WORK INSTRUCTIONS: The lines from the start of the records through the one containing "let problem = gemm(DataType::Single, 4, 8, 3);" are to be restated word for word; please include both ends.

[Saved data entries]
//! Problem construction, rendering and ordering tests.

use std::collections::BTreeMap;

use cubek_contraction::{
    DataType, Device, DeviceProfile, Dimension, Operation, OperationType, Problem, ProblemError,
    Tensor,
};
use hashbrown::HashSet;
use pretty_assertions::assert_eq;

use crate::common::{contraction, gemm};

#[test]
fn test_gemm_scenario() {
    let problem = gemm(DataType::Single, 4, 8, 3);

    assert_eq!(problem.indices_free(), &[0, 1]);
    assert!(problem.indices_batch().is_empty());
    assert_eq!(problem.indices_summation(), &[(0, 0)]);
    assert_eq!(problem.validate(), Ok(()));
    assert_eq!(problem.to_string(), "C[i:4,j:8] = Sum(k:3) A[k,i] * B[k,j]");
    assert_eq!(
        problem.num_flops(),
        DataType::Single.flops_per_madd() * 32 * 3
    );
}

#[test]
fn test_unassigned_output_index() {
    // Index 0 belongs to C but neither operand uses it.
    let result = Problem::new(
        Tensor::packed(DataType::Single, &[4, 8]),
        Tensor::packed(DataType::Single, &[3, 8]),
        Tensor::packed(DataType::Single, &[3, 8]),
        &[2, 1],
        &[2, 1],
        Operation::gemm(DataType::Single),
        DeviceProfile::reference(),
    );

    assert_eq!(result.unwrap_err(), ProblemError::IndexUnassigned { index: 0 });
}

#[test]
fn test_attention_scores() {
    // S[q,k,h] = Sum(d) Q[q,d,h] * K[k,d,h]
    let problem = contraction(
        DataType::Half,
        (&[128, 256, 8], &[128, 64, 8], &[256, 64, 8]),
        &[0, 3, 2],
        &[1, 3, 2],
    );

    assert_eq!(problem.indices_free(), &[0, 1]);
    assert_eq!(problem.indices_batch(), &[2]);
    assert_eq!(problem.indices_summation(), &[(1, 1)]);
    assert_eq!(problem.validate(), Ok(()));
    assert_eq!(
        problem.to_string(),
        "C[i:128,j:256,k:8] = Sum(l:64) A[i,l,k] * B[j,l,k]"
    );
    assert_eq!(problem.num_flops(), 2 * 128 * 256 * 8 * 64);
}

#[test]
fn test_num_flops_multiple_summations() {
    // C[i,j] = Sum(k,l) A[i,k,l] * B[l,k,j]
    let problem = contraction(
        DataType::ComplexSingle,
        (&[4, 6], &[4, 3, 5], &[5, 3, 6]),
        &[0, 2, 3],
        &[3, 2, 1],
    );

    assert_eq!(problem.validate(), Ok(()));
    assert_eq!(problem.num_flops(), 8 * 24 * 3 * 5);
    assert_eq!(problem.num_flops(), 8 * 24 * 3 * 5);
}

#[test]
fn test_identical_inputs_are_equal() {
    let first = gemm(DataType::Double, 16, 32, 8);
    let second = gemm(DataType::Double, 16, 32, 8);

    assert_eq!(first, second);
    assert_eq!(first.cmp(&second), std::cmp::Ordering::Equal);
    assert_eq!(first.to_string_xml(1), second.to_string_xml(1));

    let set: HashSet<Problem> = [first, second].into_iter().collect();
    assert_eq!(set.len(), 1);
}

#[test]
fn test_strides_distinguish_problems() {
    let packed = gemm(DataType::Single, 4, 8, 3);
    let padded = Problem::new(
        Tensor::new(
            DataType::Single,
            [Dimension::new(1, 4), Dimension::new(16, 8)],
        ),
        packed.tensor_a().clone(),
        packed.tensor_b().clone(),
        packed.index_assignments_a(),
        packed.index_assignments_b(),
        *packed.operation(),
        packed.device_profile().clone(),
    )
    .unwrap();

    assert_ne!(packed, padded);
    assert!(packed < padded);
}

#[test]
fn test_lookup_table() {
    let mut table = BTreeMap::new();
    table.insert(gemm(DataType::Single, 64, 64, 64), "sgemm_64");
    table.insert(gemm(DataType::Double, 64, 64, 64), "dgemm_64");
    table.insert(gemm(DataType::Single, 128, 128, 64), "sgemm_128");

    assert_eq!(table.get(&gemm(DataType::Single, 64, 64, 64)), Some(&"sgemm_64"));
    assert_eq!(table.get(&gemm(DataType::Single, 64, 64, 32)), None);

    // Single sorts before double, so both single entries come first.
    let kernels: Vec<_> = table.values().copied().collect();
    assert_eq!(kernels[2], "dgemm_64");
}

#[test]
fn test_operation_metadata_is_part_of_key() {
    let base = gemm(DataType::Single, 4, 8, 3);
    let without_beta = Problem::new(
        base.tensor_c().clone(),
        base.tensor_a().clone(),
        base.tensor_b().clone(),
        base.index_assignments_a(),
        base.index_assignments_b(),
        Operation::new(
            OperationType::Contraction,
            DataType::Single,
            DataType::None,
            false,
        ),
        base.device_profile().clone(),
    )
    .unwrap();

    assert_ne!(base, without_beta);
    assert!(!without_beta.use_beta());
    assert_eq!(without_beta.beta_size(), 0);
}

#[test]
fn test_device_profile_is_part_of_key() {
    let base = gemm(DataType::Single, 4, 8, 3);
    let on_gpu = Problem::new(
        base.tensor_c().clone(),
        base.tensor_a().clone(),
        base.tensor_b().clone(),
        base.index_assignments_a(),
        base.index_assignments_b(),
        *base.operation(),
        DeviceProfile::new([Device::new("Fiji", 64, 1050, 128)]),
    )
    .unwrap();

    assert_ne!(base, on_gpu);
    assert!(base.device_is_reference());
    assert!(!on_gpu.device_is_reference());
}

#[test]
fn test_wide_index_names() {
    // 30 output dims push summation ids past the single-letter alphabet.
    let dims_c = 30;
    let sizes_c = vec![1usize; dims_c];
    let indices_a: Vec<usize> = (0..15).chain([dims_c]).collect();
    let indices_b: Vec<usize> = (15..30).chain([dims_c]).collect();
    let sizes_operand = vec![1usize; 16];

    let problem = contraction(
        DataType::Single,
        (&sizes_c, &sizes_operand, &sizes_operand),
        &indices_a,
        &indices_b,
    );

    assert_eq!(problem.validate(), Ok(()));
    let rendered = problem.to_string();
    assert!(rendered.contains("Sum(m1:1)"), "{rendered}");
    assert!(rendered.contains(",l1:1]"), "{rendered}");
}

#[test]
fn test_permuted_operand_is_a_distinct_problem() {
    // Same memory layout for A, listed with its dimensions swapped. Problems
    // are not canonicalized, so the two describe the same computation but
    // remain different keys.
    let base = gemm(DataType::Single, 4, 8, 3);
    let permuted = Problem::new(
        base.tensor_c().clone(),
        Tensor::new(
            DataType::Single,
            [Dimension::new(3, 4), Dimension::new(1, 3)],
        ),
        base.tensor_b().clone(),
        &[0, 2],
        base.index_assignments_b(),
        *base.operation(),
        base.device_profile().clone(),
    )
    .unwrap();

    assert_eq!(permuted.validate(), Ok(()));
    assert_eq!(permuted.indices_summation(), &[(1, 0)]);
    assert_eq!(permuted.num_flops(), base.num_flops());
    assert_eq!(permuted.to_string(), "C[i:4,j:8] = Sum(k:3) A[i,k] * B[k,j]");

    assert_ne!(permuted, base);
    assert_ne!(permuted.to_string_xml(0), base.to_string_xml(0));
}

EXERCISE SOLUTION:
//! Problem construction, rendering and ordering tests.

use std::collections::BTreeMap;

use cubek_contraction::{
    DataType, Device, DeviceProfile, Dimension, Operation, OperationType, Problem, ProblemError,
    Tensor,
};
use hashbrown::HashSet;
use pretty_assertions::assert_eq;

use crate::common::{contraction, gemm};

#[test]
fn test_gemm_scenario() {
    let problem = gemm(DataType::Single, 4, 8, 3);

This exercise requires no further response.